Data Summit Presentation:
History: CMAQ is a product of the US EPA’s Office of Research and Development and is updated on a regular basis to reflect the current state-of-the-science in atmospheric chemistry and meteorological processes.
Agencies:
List of Publications, Papers, Presentations: Papers and reports on the development and application of CMAQ by various groups in the modeling community can be found at the following URL: http://www.cmascenter.org/resources/bibliography.cfm?temp_id=99999
Datasets Served: The CMAQ modeling system contains both input and output datasets which include: meteorological and emissions inputs, and concentration and deposition outputs.
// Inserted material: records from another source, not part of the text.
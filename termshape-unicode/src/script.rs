pub use unicode_script::Script;
use unicode_script::UnicodeScript;

/// Resolves a code point's script.
///
/// `Common` and `Inherited` code points (punctuation, combining marks,
/// digits) don't terminate a script run by themselves; the caller
/// (the Shaper's run segmentation, spec §4.3 step 2) treats them as
/// joining whichever run precedes them.
pub fn script(ch: char) -> Script {
    ch.script()
}

/// Whether `script` is one that participates in run segmentation on its
/// own, as opposed to joining an adjacent run.
pub fn is_run_terminating(script: Script) -> bool {
    !matches!(script, Script::Common | Script::Inherited | Script::Unknown)
}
US EPA has performed CMAQ simulations for the full year of 2002 for two modeling domains which together cover the Eastern and Western US along with adjacent portions of Canada and Mexico. This dataset includes the types of parameters listed below at a horizontal resolution of approximately 12 x 12 km and 14 layers in the vertical up to 100mb.
Parameters: Meteorological input files for CMAQ contain hourly, gridded data for more than 50 meteorological parameters. Emissions input files for criteria pollutant (e.g., ozone and PM) modeling contain hourly, gridded data for 30 gas and particle pollutant species. The CMAQ output files contain hourly, gridded concentrations for 30 gas and particle species and wet and dry deposition for 18 species. The emissions and meteorological input and CMAQ concentration output files contain data for all vertical layers specified for the particular model simulation.
Spatial-Temporal Coverage: The spatial and temporal coverage of CMAQ applications is user-defined. CMAQ applications by the US EPA typically cover national spatial scales at 36 x 36 km and regional scales at 12 x 12 km resolution. Temporal scales range from episodic to annual. The US EPA 2002 CMAQ dataset is based on modeling at 12 x 12 km resolution for the full year of 2002.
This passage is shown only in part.